[ASSIGNED TASK]
Where the string "filter" shows up in a line of the records, copy that line.

(Beginning of DATA IN THIS EXERCISE)

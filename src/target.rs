//! Target resolution: which host and port a project's preview is proxied to.

use crate::project::{ProcessRegistry, ProjectStore};
use hyper::HeaderMap;
use parking_lot::Mutex;
use std::collections::HashMap;
use std::sync::Arc;
use std::time::{Duration, Instant};
use tracing::{debug, warn};

/// Header name for forwarded host
const X_FORWARDED_HOST: &str = "x-forwarded-host";

/// Hosts a preview may be dialed on
const LOOPBACK_HOSTS: [&str; 3] = ["localhost", "127.0.0.1", "::1"];

#[derive(Debug, Clone, Copy)]
struct BadPortEntry {
    port: u16,
    until: Instant,
}

/// Short-lived memory of frontend ports that just refused a connection.
/// One entry per project; entries are purged lazily when read.
#[derive(Debug)]
pub struct BadPortCache {
    ttl: Duration,
    entries: Mutex<HashMap<String, BadPortEntry>>,
}

impl BadPortCache {
    pub fn new(ttl: Duration) -> Self {
        Self {
            ttl,
            entries: Mutex::new(HashMap::new()),
        }
    }

    pub fn remember(&self, project_id: &str, port: u16) {
        self.remember_at(project_id, port, Instant::now());
    }

    pub fn is_remembered_bad(&self, project_id: &str, port: u16) -> bool {
        self.is_remembered_bad_at(project_id, port, Instant::now())
    }

    fn remember_at(&self, project_id: &str, port: u16, now: Instant) {
        self.entries.lock().insert(
            project_id.to_string(),
            BadPortEntry {
                port,
                until: now + self.ttl,
            },
        );
    }

    fn is_remembered_bad_at(&self, project_id: &str, port: u16, now: Instant) -> bool {
        let mut entries = self.entries.lock();
        let Some(entry) = entries.get(project_id).copied() else {
            return false;
        };

        if entry.port != port || now >= entry.until {
            entries.remove(project_id);
            return false;
        }

        true
    }

    /// Number of entries currently held (expired ones included until read)
    #[cfg(test)]
    fn len(&self) -> usize {
        self.entries.lock().len()
    }

    #[cfg(test)]
    fn is_empty(&self) -> bool {
        self.len() == 0
    }
}

/// Resolves upstream ports and hosts for preview requests
pub struct TargetResolver {
    registry: Arc<dyn ProcessRegistry>,
    store: Arc<dyn ProjectStore>,
    bad_ports: BadPortCache,
    target_host: Option<String>,
}

impl TargetResolver {
    pub fn new(
        registry: Arc<dyn ProcessRegistry>,
        store: Arc<dyn ProjectStore>,
        bad_port_ttl: Duration,
        target_host: Option<String>,
    ) -> Self {
        Self {
            registry,
            store,
            bad_ports: BadPortCache::new(bad_port_ttl),
            target_host,
        }
    }

    pub fn bad_ports(&self) -> &BadPortCache {
        &self.bad_ports
    }

    pub fn remember_bad_frontend_port(&self, project_id: &str, port: u16) {
        debug!(project_id, port, "Remembering bad frontend port");
        self.bad_ports.remember(project_id, port);
    }

    pub fn is_frontend_port_remembered_bad(&self, project_id: &str, port: u16) -> bool {
        self.bad_ports.is_remembered_bad(project_id, port)
    }

    /// Frontend port for HTTP traffic. A running registry entry wins unless its
    /// port just failed; then persisted ports, then configuration hints.
    pub async fn resolve_frontend_port(&self, project_id: &str) -> Option<u16> {
        self.resolve_port(project_id, true).await
    }

    /// Frontend port for WebSocket upgrades. Unlike HTTP traffic this does not
    /// skip remembered-bad ports.
    pub async fn resolve_upgrade_port(&self, project_id: &str) -> Option<u16> {
        self.resolve_port(project_id, false).await
    }

    async fn resolve_port(&self, project_id: &str, consult_bad_ports: bool) -> Option<u16> {
        let live_port = self
            .registry
            .get_running_process_entry(project_id)
            .and_then(|entry| entry.running_frontend_port());

        if let Some(port) = live_port {
            if !consult_bad_ports || !self.bad_ports.is_remembered_bad(project_id, port) {
                return Some(port);
            }
            debug!(project_id, port, "Skipping remembered-bad frontend port");
        }

        match self.store.stored_ports(project_id).await {
            Ok(ports) => {
                if let Some(port) = ports.frontend {
                    return Some(port);
                }
            }
            Err(e) => {
                warn!(project_id, error = %e, "Failed to read stored ports");
            }
        }

        match self.store.port_hints(project_id).await {
            Ok(hints) => hints.frontend,
            Err(e) => {
                warn!(project_id, error = %e, "Failed to read port hints");
                None
            }
        }
    }

    pub fn resolve_target_host(&self, headers: &HeaderMap) -> String {
        resolve_preview_target_host(headers, self.target_host.as_deref())
    }
}

/// Pick the host to dial for a preview.
///
/// A configured override is used as-is (`0.0.0.0` maps to `localhost`). Without
/// one the request's host header is consulted, but only loopback literals are
/// accepted; anything else becomes `localhost` so request headers can never
/// point the proxy at a remote machine.
pub fn resolve_preview_target_host(headers: &HeaderMap, override_host: Option<&str>) -> String {
    if let Some(host) = override_host.map(str::trim).filter(|h| !h.is_empty()) {
        if host == "0.0.0.0" {
            return "localhost".to_string();
        }
        return host.to_string();
    }

    let header_value = headers
        .get(X_FORWARDED_HOST)
        .and_then(|v| v.to_str().ok())
        .filter(|v| !v.trim().is_empty())
        .or_else(|| {
            headers
                .get(hyper::header::HOST)
                .and_then(|v| v.to_str().ok())
        });

    header_value
        .and_then(loopback_host)
        .unwrap_or("localhost")
        .to_string()
}

fn loopback_host(raw: &str) -> Option<&'static str> {
    let first = raw.split(',').next()?.trim();

    let host = if let Some(rest) = first.strip_prefix('[') {
        rest.split(']').next().unwrap_or(rest)
    } else if first.matches(':').count() == 1 {
        first.split(':').next().unwrap_or(first)
    } else {
        first
    };

    LOOPBACK_HOSTS
        .iter()
        .find(|candidate| host == **candidate)
        .copied()
}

(End of DATA IN THIS EXERCISE)

[SOLUTION BELOW]
    if let Some(host) = override_host.map(str::trim).filter(|h| !h.is_empty()) {
        .filter(|v| !v.trim().is_empty())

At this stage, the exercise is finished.